Wednesday 3 August 2016

A guide to the Southern crisis in four acronyms and four myths

Southern Railways have a dilemma now. Are they going to treat their staff like human beings or are they
going to allow them to be captured by the great nutcrackers - between the RMT and the Department of Transport - that grind everything very small indeed?

So that you can understand this as the strike looms, this is the Real Blog guide to acronyms in the Southern business:

RDW: Rest Day Working. This is the process whereby the company drums up enough staff to do the overtime they need to get a basic train service, when they no longer have the flexibility to negotiate a few hours here or there to fill in the gaps. My understanding is that the will of the middle managers to fill these gaps has now largely given out.

GTR: Govia Thameslink Railway, the dysfunctional company that runs Southern, Gatwick Express and Thameslink, and which - despite serious staff shortages for the past two years - have failed to recruit the staff they need and are still processing voluntary redundancies. They are arguably the empty soulless cipher operating the tightest possible service agreement for the Department of Transport. It is their new inflexibilities that have prevented depot managers from cajolling staff into doing the overtime needed to run a basic service.

DOO: Driver Only Operation, the heart of the current dispute: GTR want to put guards in a customer service role on trains - without a guarantee that every train will have one - and give the responsibility to drivers to close doors and decide when to go, a responsibility they don't want. They say that the small CCTV cameras in the cabs are inadequate for safety on long trains and where there are no platform staff.

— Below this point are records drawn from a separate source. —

//! Terminal interaction: private key prompt and the interactive menu.

pub mod menu;

pub use menu::{Menu, MenuChoice};
//! Shared streaming file.
//!
//! A file-backed append-only buffer with one writer and N concurrent
//! blocking readers. Readers track the writer's advancing `length` and
//! block on a condition variable when they catch up, rather than racing the
//! writer for bytes past the visibility fence.
//!
//! A direct translation of `original_source/response_cache/shared_file.go`:
//! the same reference-counting discipline (`reference`/`unreference`) and
//! the same "positional read, block on condvar if nothing available yet,
//! never return EOF while the writer might still append" reader loop.
//! `parking_lot::Mutex`/`Condvar` stand in for Go's `sync.Cond` (both are
//! already teacher dependencies).

use crate::error::CacheError;
use parking_lot::{Condvar, Mutex};
use std::fs::File;
use std::io;
use std::os::unix::fs::FileExt;
use std::sync::Arc;

struct Inner {
    file: File,
    length: u64,
    refs: u64,
    /// `None` while still open; `Some(Ok(()))` on a clean writer close,
    /// `Some(Err(_))` on abort/IO failure.
    terminal: Option<Result<(), CacheError>>,
}

/// Shared ownership of a single append-only file between one writer and any
/// number of readers. The file handle is closed exactly when the last
/// holder (writer or reader) releases its reference.
pub struct SharedStreamingFile {
    state: Mutex<Inner>,
    cond: Condvar,
}

impl SharedStreamingFile {
    /// Wrap `file` as a fresh shared streaming file with one reference held
    /// by the writer.
    pub fn new(file: File) -> Arc<Self> {
        Arc::new(Self {
            state: Mutex::new(Inner { file, length: 0, refs: 1, terminal: None }),
            cond: Condvar::new(),
        })
    }

    /// Append `buf` to the file, advance `length`, and wake any waiting
    /// readers. An IO error here marks the shared file terminally failed,
    /// as later reads would otherwise stall forever.
    pub fn write(&self, buf: &[u8]) -> io::Result<usize> {
        let mut state = self.state.lock();
        let result = state.file.write_all(buf).map(|_| buf.len());
        match &result {
            Ok(n) => state.length += *n as u64,
            Err(e) => {
                let err = CacheError::io(e);
                state.terminal.get_or_insert(Err(err));
            }
        }
        self.cond.notify_all();
        result
    }

    /// Flush pending bytes to durable storage. Failure is terminal.
    pub fn sync(&self) -> io::Result<()> {
        let result = {
            let state = self.state.lock();
            state.file.sync_all()
        };
        if let Err(e) = &result {
            self.abort(CacheError::io(e));
        }
        result
    }

    /// Attach a new reader, incrementing the reference count. Fails if the
    /// shared file has already been fully released (every holder,
    /// including the writer, has detached).
    pub fn spawn_reader(self: &Arc<Self>) -> Result<SharedFileReader, CacheError> {
        let mut state = self.state.lock();
        if state.refs == 0 {
            return Err(CacheError::NotFound);
        }
        state.refs += 1;
        Ok(SharedFileReader { shared: Arc::clone(self), position: 0 })
    }

    /// Mark the writer side successfully finished, wake all readers, and
    /// release the writer's reference.
    pub fn close_writer(&self) {
        let mut state = self.state.lock();
        state.terminal.get_or_insert(Ok(()));
        Self::unreference(&mut state);
        self.cond.notify_all();
    }

    /// Mark the shared file terminally failed, wake all readers, and
    /// release the writer's reference.
    pub fn abort(&self, err: CacheError) {
        let mut state = self.state.lock();
        state.terminal = Some(Err(err));
        Self::unreference(&mut state);
        self.cond.notify_all();
    }

    pub fn length(&self) -> u64 {
        self.state.lock().length
    }

    fn unreference(state: &mut Inner) {
        state.refs = state.refs.saturating_sub(1);
    }

    fn wait_for_more(&self, position: u64) -> WaitOutcome {
        let mut state = self.state.lock();
        loop {
            if state.length > position {
                return WaitOutcome::Ready;
            }
            match &state.terminal {
                None => self.cond.wait(&mut state),
                Some(Ok(())) => return WaitOutcome::Eof,
                Some(Err(e)) => return WaitOutcome::Failed(e.clone()),
            }
        }
    }
}

enum WaitOutcome {
    Ready,
    Eof,
    Failed(CacheError),
}

/// A reader attached to a [`SharedStreamingFile`]. Detaching (via `Drop`)
/// decrements the reference count; the underlying file is closed when the
/// last holder detaches.
pub struct SharedFileReader {
    shared: Arc<SharedStreamingFile>,
    position: u64,
}

impl SharedFileReader {
    /// Read into `buf`. Never returns `Ok(0)` while the writer might still
    /// append more — it blocks instead — except at true EOF (writer closed
    /// successfully and there is nothing left to read).
    pub fn read(&mut self, buf: &mut [u8]) -> Result<usize, CacheError> {
        if buf.is_empty() {
            return Ok(0);
        }

        loop {
            let bread = {
                let state = self.shared.state.lock();
                state.file.read_at(buf, self.position).map_err(CacheError::from)?
            };
            if bread > 0 {
                self.position += bread as u64;
                return Ok(bread);
            }

            match self.shared.wait_for_more(self.position) {
                WaitOutcome::Ready => continue,
                WaitOutcome::Eof => return Ok(0),
                WaitOutcome::Failed(e) => return Err(e),
            }
        }
    }
}

impl Drop for SharedFileReader {
    fn drop(&mut self) {
        let mut state = self.shared.state.lock();
        SharedStreamingFile::unreference(&mut state);
    }
}

/// Lets a reader be handed to anything generic over [`std::io::Read`] (e.g.
/// [`crate::header_codec::EntryHeader::decode_from`]), on top of the
/// `CacheError`-returning inherent `read` used for the body-streaming loop.
impl io::Read for SharedFileReader {
    fn read(&mut self, buf: &mut [u8]) -> io::Result<usize> {
        SharedFileReader::read(self, buf).map_err(|e| io::Error::new(io::ErrorKind::Other, e))
    }
}

#[cfg(test)]
mod tests {
    use super::*;
    use std::thread;
    use std::time::Duration;

    fn tempfile() -> File {
        tempfile::tempfile().unwrap()
    }

    #[test]
    fn reader_sees_bytes_written_before_it_attached() {
        let shared = SharedStreamingFile::new(tempfile());
        shared.write(b"hello").unwrap();
        shared.close_writer();

        let mut reader = shared.spawn_reader().unwrap();
        let mut buf = [0u8; 16];
        let n = reader.read(&mut buf).unwrap();
        assert_eq!(&buf[..n], b"hello");
    }

    #[test]
    fn reader_blocks_then_observes_new_bytes_and_then_eof() {
        let shared = SharedStreamingFile::new(tempfile());
        let mut reader = shared.spawn_reader().unwrap();

        let writer_shared = Arc::clone(&shared);
        let handle = thread::spawn(move || {
            thread::sleep(Duration::from_millis(30));
            writer_shared.write(b"part1").unwrap();
            thread::sleep(Duration::from_millis(30));
            writer_shared.write(b"part2").unwrap();
            writer_shared.close_writer();
        });

        let mut buf = [0u8; 16];
        let n1 = reader.read(&mut buf).unwrap();
        assert_eq!(&buf[..n1], b"part1");

        let n2 = reader.read(&mut buf).unwrap();
        assert_eq!(&buf[..n2], b"part2");

        let n3 = reader.read(&mut buf).unwrap();
        assert_eq!(n3, 0); // EOF

        handle.join().unwrap();
    }

    #[test]
    fn reader_wakes_with_failure_reason() {
        let shared = SharedStreamingFile::new(tempfile());
        let mut reader = shared.spawn_reader().unwrap();

        let writer_shared = Arc::clone(&shared);
        thread::spawn(move || {
            thread::sleep(Duration::from_millis(20));
            writer_shared.abort(CacheError::Io("disk full".to_string()));
        });

        let mut buf = [0u8; 16];
        let err = reader.read(&mut buf).unwrap_err();
        assert!(matches!(err, CacheError::Io(msg) if msg == "disk full"));
    }

    #[test]
    fn length_never_decreases() {
        let shared = SharedStreamingFile::new(tempfile());
        shared.write(b"abc").unwrap();
        let l1 = shared.length();
        shared.write(b"def").unwrap();
        let l2 = shared.length();
        assert!(l2 >= l1);
        assert_eq!(l2, 6);
    }

    #[test]
    fn spawn_reader_fails_once_fully_released() {
        let shared = SharedStreamingFile::new(tempfile());
        shared.close_writer();
        // the writer's own release already brought refs to 0 since no
        // reader ever attached
        assert!(shared.spawn_reader().is_err());
    }
}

DFT: The Department for Transport, the spider at the heart of this tangled web, which have contracted GTR so tightly that they appear to have no room for manoeuvre. They are responsible for starving the south of England of investment money (at least south of London Bridge), leading to the constant breakdowns, and limiting the rolling stock GTR can use, hour by hour. It is the DFT which is insisting on driver-only.

OK, with me so far. Here are four widespread misunderstandings.

Misunderstanding #1. The collapse of train services are a 'sicknote' dispute. There is no evidence for this at all. In fact, since April, GTR staff off sick have been required to provide a doctor's note for each day off. The small rise in sickness seems largely to be down to the extreme stress which staff have been under as the service unravels.

Misunderstanding #2. The new GTR trains require drivers to operate the doors. That was what the company intended when they ordered the trains from Germany, but actually they have in the end been fitted with consoles for guards as well. So a compromise is possible.

Misunderstanding #3. The dispute is about pay. In fact, guards are turning down a higher pay settlement to lose their safety role. The dispute is actually about safety - and the long-term role of human beings on trains (if any).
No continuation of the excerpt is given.